The expected output is every entry, repeated word for word.
-- Opening Marker --
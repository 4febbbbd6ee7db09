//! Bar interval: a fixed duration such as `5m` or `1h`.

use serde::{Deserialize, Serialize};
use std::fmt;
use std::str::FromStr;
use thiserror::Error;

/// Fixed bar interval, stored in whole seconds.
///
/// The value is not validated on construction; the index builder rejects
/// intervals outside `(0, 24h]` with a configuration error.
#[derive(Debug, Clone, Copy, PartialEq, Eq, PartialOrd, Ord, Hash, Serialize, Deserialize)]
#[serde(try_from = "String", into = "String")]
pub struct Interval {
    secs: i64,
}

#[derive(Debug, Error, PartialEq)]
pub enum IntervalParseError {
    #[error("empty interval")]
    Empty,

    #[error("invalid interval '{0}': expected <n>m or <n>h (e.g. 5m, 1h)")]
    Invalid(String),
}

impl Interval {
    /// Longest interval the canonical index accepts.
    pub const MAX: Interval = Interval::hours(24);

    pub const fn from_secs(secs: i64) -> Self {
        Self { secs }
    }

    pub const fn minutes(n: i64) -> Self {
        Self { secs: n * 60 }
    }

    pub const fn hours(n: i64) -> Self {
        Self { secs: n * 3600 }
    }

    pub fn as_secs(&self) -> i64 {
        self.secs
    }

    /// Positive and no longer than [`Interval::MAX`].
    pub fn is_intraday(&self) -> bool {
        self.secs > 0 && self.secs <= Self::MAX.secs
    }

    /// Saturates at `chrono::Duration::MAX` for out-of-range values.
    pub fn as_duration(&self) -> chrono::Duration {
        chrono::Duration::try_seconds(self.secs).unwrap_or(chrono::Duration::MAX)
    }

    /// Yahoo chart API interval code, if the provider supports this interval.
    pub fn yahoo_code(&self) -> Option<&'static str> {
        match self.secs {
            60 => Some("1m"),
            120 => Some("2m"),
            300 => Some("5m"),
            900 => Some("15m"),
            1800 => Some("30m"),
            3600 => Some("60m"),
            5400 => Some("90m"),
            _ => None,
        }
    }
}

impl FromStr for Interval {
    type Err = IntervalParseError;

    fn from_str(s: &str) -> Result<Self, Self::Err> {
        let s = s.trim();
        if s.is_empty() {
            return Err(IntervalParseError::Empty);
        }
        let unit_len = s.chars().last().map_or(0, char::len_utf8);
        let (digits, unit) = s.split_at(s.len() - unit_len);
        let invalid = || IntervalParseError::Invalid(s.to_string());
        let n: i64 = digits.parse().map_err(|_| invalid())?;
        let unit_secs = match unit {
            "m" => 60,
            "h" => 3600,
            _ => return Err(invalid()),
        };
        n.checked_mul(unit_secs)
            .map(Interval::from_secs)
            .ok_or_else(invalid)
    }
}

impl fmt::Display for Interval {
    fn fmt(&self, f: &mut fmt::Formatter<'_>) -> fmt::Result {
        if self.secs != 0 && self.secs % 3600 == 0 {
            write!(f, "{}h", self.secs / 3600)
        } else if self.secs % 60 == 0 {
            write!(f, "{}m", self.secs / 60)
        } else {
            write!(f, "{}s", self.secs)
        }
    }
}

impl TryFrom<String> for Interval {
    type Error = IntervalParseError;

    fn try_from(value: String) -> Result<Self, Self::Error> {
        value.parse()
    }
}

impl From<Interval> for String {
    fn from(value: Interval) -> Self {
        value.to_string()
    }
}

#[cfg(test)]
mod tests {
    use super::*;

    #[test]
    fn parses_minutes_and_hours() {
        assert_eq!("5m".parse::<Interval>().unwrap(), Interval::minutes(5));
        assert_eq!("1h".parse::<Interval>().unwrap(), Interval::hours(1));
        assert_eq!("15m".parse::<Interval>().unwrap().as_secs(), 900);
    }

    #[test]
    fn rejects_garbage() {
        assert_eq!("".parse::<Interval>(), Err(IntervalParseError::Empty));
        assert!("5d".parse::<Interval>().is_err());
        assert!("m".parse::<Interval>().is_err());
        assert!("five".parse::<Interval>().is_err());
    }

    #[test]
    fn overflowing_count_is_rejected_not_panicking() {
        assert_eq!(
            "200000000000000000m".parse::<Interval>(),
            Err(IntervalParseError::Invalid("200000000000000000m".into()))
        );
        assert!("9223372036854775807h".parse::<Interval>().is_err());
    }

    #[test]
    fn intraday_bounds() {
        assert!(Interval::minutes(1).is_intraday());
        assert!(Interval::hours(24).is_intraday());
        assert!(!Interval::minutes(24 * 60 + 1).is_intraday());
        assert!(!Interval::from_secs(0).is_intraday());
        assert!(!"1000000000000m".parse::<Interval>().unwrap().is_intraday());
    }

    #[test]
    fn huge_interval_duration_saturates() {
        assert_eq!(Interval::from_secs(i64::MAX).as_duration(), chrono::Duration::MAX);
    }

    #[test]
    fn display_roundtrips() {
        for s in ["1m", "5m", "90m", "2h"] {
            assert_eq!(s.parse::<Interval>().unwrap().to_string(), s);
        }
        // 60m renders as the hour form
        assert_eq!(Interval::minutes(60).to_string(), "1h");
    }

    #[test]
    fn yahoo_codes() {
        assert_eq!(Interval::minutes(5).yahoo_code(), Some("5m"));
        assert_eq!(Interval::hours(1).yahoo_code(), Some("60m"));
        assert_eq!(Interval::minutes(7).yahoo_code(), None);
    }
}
-- Closing Marker --
**OUTPUT FOR THIS EXERCISE:**
repository 4febbbbd6ee7db09
//! Bar interval: a fixed duration such as `5m` or `1h`.

use serde::{Deserialize, Serialize};
use std::fmt;
use std::str::FromStr;
use thiserror::Error;

/// Fixed bar interval, stored in whole seconds.
///
/// The value is not validated on construction; the index builder rejects
/// intervals outside `(0, 24h]` with a configuration error.
#[derive(Debug, Clone, Copy, PartialEq, Eq, PartialOrd, Ord, Hash, Serialize, Deserialize)]
#[serde(try_from = "String", into = "String")]
pub struct Interval {
    secs: i64,
}

#[derive(Debug, Error, PartialEq)]
pub enum IntervalParseError {
    #[error("empty interval")]
    Empty,

    #[error("invalid interval '{0}': expected <n>m or <n>h (e.g. 5m, 1h)")]
    Invalid(String),
}

impl Interval {
    /// Longest interval the canonical index accepts.
    pub const MAX: Interval = Interval::hours(24);

    pub const fn from_secs(secs: i64) -> Self {
        Self { secs }
    }

    pub const fn minutes(n: i64) -> Self {
        Self { secs: n * 60 }
    }

    pub const fn hours(n: i64) -> Self {
        Self { secs: n * 3600 }
    }

    pub fn as_secs(&self) -> i64 {
        self.secs
    }

    /// Positive and no longer than [`Interval::MAX`].
    pub fn is_intraday(&self) -> bool {
        self.secs > 0 && self.secs <= Self::MAX.secs
    }

    /// Saturates at `chrono::Duration::MAX` for out-of-range values.
    pub fn as_duration(&self) -> chrono::Duration {
        chrono::Duration::try_seconds(self.secs).unwrap_or(chrono::Duration::MAX)
    }

    /// Yahoo chart API interval code, if the provider supports this interval.
    pub fn yahoo_code(&self) -> Option<&'static str> {
        match self.secs {
            60 => Some("1m"),
            120 => Some("2m"),
            300 => Some("5m"),
            900 => Some("15m"),
            1800 => Some("30m"),
            3600 => Some("60m"),
            5400 => Some("90m"),
            _ => None,
        }
    }
}

impl FromStr for Interval {
    type Err = IntervalParseError;

    fn from_str(s: &str) -> Result<Self, Self::Err> {
        let s = s.trim();
        if s.is_empty() {
            return Err(IntervalParseError::Empty);
        }
        let unit_len = s.chars().last().map_or(0, char::len_utf8);
        let (digits, unit) = s.split_at(s.len() - unit_len);
        let invalid = || IntervalParseError::Invalid(s.to_string());
        let n: i64 = digits.parse().map_err(|_| invalid())?;
        let unit_secs = match unit {
            "m" => 60,
            "h" => 3600,
            _ => return Err(invalid()),
        };
        n.checked_mul(unit_secs)
            .map(Interval::from_secs)
            .ok_or_else(invalid)
    }
}

impl fmt::Display for Interval {
    fn fmt(&self, f: &mut fmt::Formatter<'_>) -> fmt::Result {
        if self.secs != 0 && self.secs % 3600 == 0 {
            write!(f, "{}h", self.secs / 3600)
        } else if self.secs % 60 == 0 {
            write!(f, "{}m", self.secs / 60)
        } else {
            write!(f, "{}s", self.secs)
        }
    }
}

impl TryFrom<String> for Interval {
    type Error = IntervalParseError;

    fn try_from(value: String) -> Result<Self, Self::Error> {
        value.parse()
    }
}

impl From<Interval> for String {
    fn from(value: Interval) -> Self {
        value.to_string()
    }
}

#[cfg(test)]
mod tests {
    use super::*;

    #[test]
    fn parses_minutes_and_hours() {
        assert_eq!("5m".parse::<Interval>().unwrap(), Interval::minutes(5));
        assert_eq!("1h".parse::<Interval>().unwrap(), Interval::hours(1));
        assert_eq!("15m".parse::<Interval>().unwrap().as_secs(), 900);
    }

    #[test]
    fn rejects_garbage() {
        assert_eq!("".parse::<Interval>(), Err(IntervalParseError::Empty));
        assert!("5d".parse::<Interval>().is_err());
        assert!("m".parse::<Interval>().is_err());
        assert!("five".parse::<Interval>().is_err());
    }

    #[test]
    fn overflowing_count_is_rejected_not_panicking() {
        assert_eq!(
            "200000000000000000m".parse::<Interval>(),
            Err(IntervalParseError::Invalid("200000000000000000m".into()))
        );
        assert!("9223372036854775807h".parse::<Interval>().is_err());
    }

    #[test]
    fn intraday_bounds() {
        assert!(Interval::minutes(1).is_intraday());
        assert!(Interval::hours(24).is_intraday());
        assert!(!Interval::minutes(24 * 60 + 1).is_intraday());
        assert!(!Interval::from_secs(0).is_intraday());
        assert!(!"1000000000000m".parse::<Interval>().unwrap().is_intraday());
    }

    #[test]
    fn huge_interval_duration_saturates() {
        assert_eq!(Interval::from_secs(i64::MAX).as_duration(), chrono::Duration::MAX);
    }

    #[test]
    fn display_roundtrips() {
        for s in ["1m", "5m", "90m", "2h"] {
            assert_eq!(s.parse::<Interval>().unwrap().to_string(), s);
        }
        // 60m renders as the hour form
        assert_eq!(Interval::minutes(60).to_string(), "1h");
    }

    #[test]
    fn yahoo_codes() {
        assert_eq!(Interval::minutes(5).yahoo_code(), Some("5m"));
        assert_eq!(Interval::hours(1).yahoo_code(), Some("60m"));
        assert_eq!(Interval::minutes(7).yahoo_code(), None);
    }
}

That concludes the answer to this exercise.